:: Work to be completed ::
The entries below should be copied exactly and completely.

:: Records provided ::

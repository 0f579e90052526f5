//! String key-value storage that survives restarts.

use std::collections::BTreeMap;
use std::fs;
use std::io;
use std::path::{Path, PathBuf};

use studio_logging::{studio_debug, studio_warn};
use thiserror::Error;

use crate::persist::{ensure_dir, AtomicFileWriter, PersistError};

pub const STORE_FILENAME: &str = "store.ron";

#[derive(Debug, Error)]
pub enum StoreError {
    #[error("failed to write store: {0}")]
    Persist(#[from] PersistError),
    #[error("failed to serialize store: {0}")]
    Serialize(String),
    #[error("stored value for '{key}' is unreadable: {message}")]
    Corrupt { key: String, message: String },
}

pub trait KeyValueStore: Send {
    fn get(&self, key: &str) -> Result<Option<String>, StoreError>;
    fn set(&mut self, key: &str, value: String) -> Result<(), StoreError>;
}

/// Store backed by one RON map file. Every `set` rewrites the file atomically.
#[derive(Debug)]
pub struct FileStore {
    writer: AtomicFileWriter,
    entries: BTreeMap<String, String>,
}

impl FileStore {
    /// Opens the store in `dir`. A missing file is an empty store; an
    /// unreadable one (bad encoding, bad RON, read error) is logged and
    /// replaced on the next write. Fails only when `dir` cannot hold files.
    pub fn open(dir: impl Into<PathBuf>) -> Result<Self, StoreError> {
        let dir = dir.into();
        ensure_dir(&dir)?;
        let path = dir.join(STORE_FILENAME);
        let entries = match fs::read(&path) {
            Ok(bytes) => parse_entries(&bytes).unwrap_or_else(|message| {
                studio_warn!("Ignoring unreadable store {}: {}", path.display(), message);
                BTreeMap::new()
            }),
            Err(err) if err.kind() == io::ErrorKind::NotFound => BTreeMap::new(),
            Err(err) => {
                studio_warn!("Ignoring unreadable store {}: {}", path.display(), err);
                BTreeMap::new()
            }
        };
        studio_debug!("Opened store {} with {} keys", path.display(), entries.len());
        Ok(Self {
            writer: AtomicFileWriter::new(dir),
            entries,
        })
    }

    pub fn path(&self) -> PathBuf {
        self.writer.dir().join(STORE_FILENAME)
    }

    pub fn dir(&self) -> &Path {
        self.writer.dir()
    }
}

fn parse_entries(bytes: &[u8]) -> Result<BTreeMap<String, String>, String> {
    let text = std::str::from_utf8(bytes).map_err(|err| err.to_string())?;
    ron::from_str(text).map_err(|err| err.to_string())
}

impl KeyValueStore for FileStore {
    fn get(&self, key: &str) -> Result<Option<String>, StoreError> {
        Ok(self.entries.get(key).cloned())
    }

    fn set(&mut self, key: &str, value: String) -> Result<(), StoreError> {
        let mut next = self.entries.clone();
        next.insert(key.to_string(), value);
        let text = ron::ser::to_string_pretty(&next, ron::ser::PrettyConfig::default())
            .map_err(|err| StoreError::Serialize(err.to_string()))?;
        self.writer.write(STORE_FILENAME, text)?;
        self.entries = next;
        Ok(())
    }
}

#[derive(Debug, Default, Clone)]
pub struct MemoryStore {
    entries: BTreeMap<String, String>,
}

impl MemoryStore {
    pub fn new() -> Self {
        Self::default()
    }
}

impl KeyValueStore for MemoryStore {
    fn get(&self, key: &str) -> Result<Option<String>, StoreError> {
        Ok(self.entries.get(key).cloned())
    }

    fn set(&mut self, key: &str, value: String) -> Result<(), StoreError> {
        self.entries.insert(key.to_string(), value);
        Ok(())
    }
}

:: Solution to this exercise ::
repository 0f579e90052526f5
//! String key-value storage that survives restarts.

use std::collections::BTreeMap;
use std::fs;
use std::io;
use std::path::{Path, PathBuf};

use studio_logging::{studio_debug, studio_warn};
use thiserror::Error;

use crate::persist::{ensure_dir, AtomicFileWriter, PersistError};

pub const STORE_FILENAME: &str = "store.ron";

#[derive(Debug, Error)]
pub enum StoreError {
    #[error("failed to write store: {0}")]
    Persist(#[from] PersistError),
    #[error("failed to serialize store: {0}")]
    Serialize(String),
    #[error("stored value for '{key}' is unreadable: {message}")]
    Corrupt { key: String, message: String },
}

pub trait KeyValueStore: Send {
    fn get(&self, key: &str) -> Result<Option<String>, StoreError>;
    fn set(&mut self, key: &str, value: String) -> Result<(), StoreError>;
}

/// Store backed by one RON map file. Every `set` rewrites the file atomically.
#[derive(Debug)]
pub struct FileStore {
    writer: AtomicFileWriter,
    entries: BTreeMap<String, String>,
}

impl FileStore {
    /// Opens the store in `dir`. A missing file is an empty store; an
    /// unreadable one (bad encoding, bad RON, read error) is logged and
    /// replaced on the next write. Fails only when `dir` cannot hold files.
    pub fn open(dir: impl Into<PathBuf>) -> Result<Self, StoreError> {
        let dir = dir.into();
        ensure_dir(&dir)?;
        let path = dir.join(STORE_FILENAME);
        let entries = match fs::read(&path) {
            Ok(bytes) => parse_entries(&bytes).unwrap_or_else(|message| {
                studio_warn!("Ignoring unreadable store {}: {}", path.display(), message);
                BTreeMap::new()
            }),
            Err(err) if err.kind() == io::ErrorKind::NotFound => BTreeMap::new(),
            Err(err) => {
                studio_warn!("Ignoring unreadable store {}: {}", path.display(), err);
                BTreeMap::new()
            }
        };
        studio_debug!("Opened store {} with {} keys", path.display(), entries.len());
        Ok(Self {
            writer: AtomicFileWriter::new(dir),
            entries,
        })
    }

    pub fn path(&self) -> PathBuf {
        self.writer.dir().join(STORE_FILENAME)
    }

    pub fn dir(&self) -> &Path {
        self.writer.dir()
    }
}

fn parse_entries(bytes: &[u8]) -> Result<BTreeMap<String, String>, String> {
    let text = std::str::from_utf8(bytes).map_err(|err| err.to_string())?;
    ron::from_str(text).map_err(|err| err.to_string())
}

impl KeyValueStore for FileStore {
    fn get(&self, key: &str) -> Result<Option<String>, StoreError> {
        Ok(self.entries.get(key).cloned())
    }

    fn set(&mut self, key: &str, value: String) -> Result<(), StoreError> {
        let mut next = self.entries.clone();
        next.insert(key.to_string(), value);
        let text = ron::ser::to_string_pretty(&next, ron::ser::PrettyConfig::default())
            .map_err(|err| StoreError::Serialize(err.to_string()))?;
        self.writer.write(STORE_FILENAME, text)?;
        self.entries = next;
        Ok(())
    }
}

#[derive(Debug, Default, Clone)]
pub struct MemoryStore {
    entries: BTreeMap<String, String>,
}

impl MemoryStore {
    pub fn new() -> Self {
        Self::default()
    }
}

impl KeyValueStore for MemoryStore {
    fn get(&self, key: &str) -> Result<Option<String>, StoreError> {
        Ok(self.entries.get(key).cloned())
    }

    fn set(&mut self, key: &str, value: String) -> Result<(), StoreError> {
        self.entries.insert(key.to_string(), value);
        Ok(())
    }
}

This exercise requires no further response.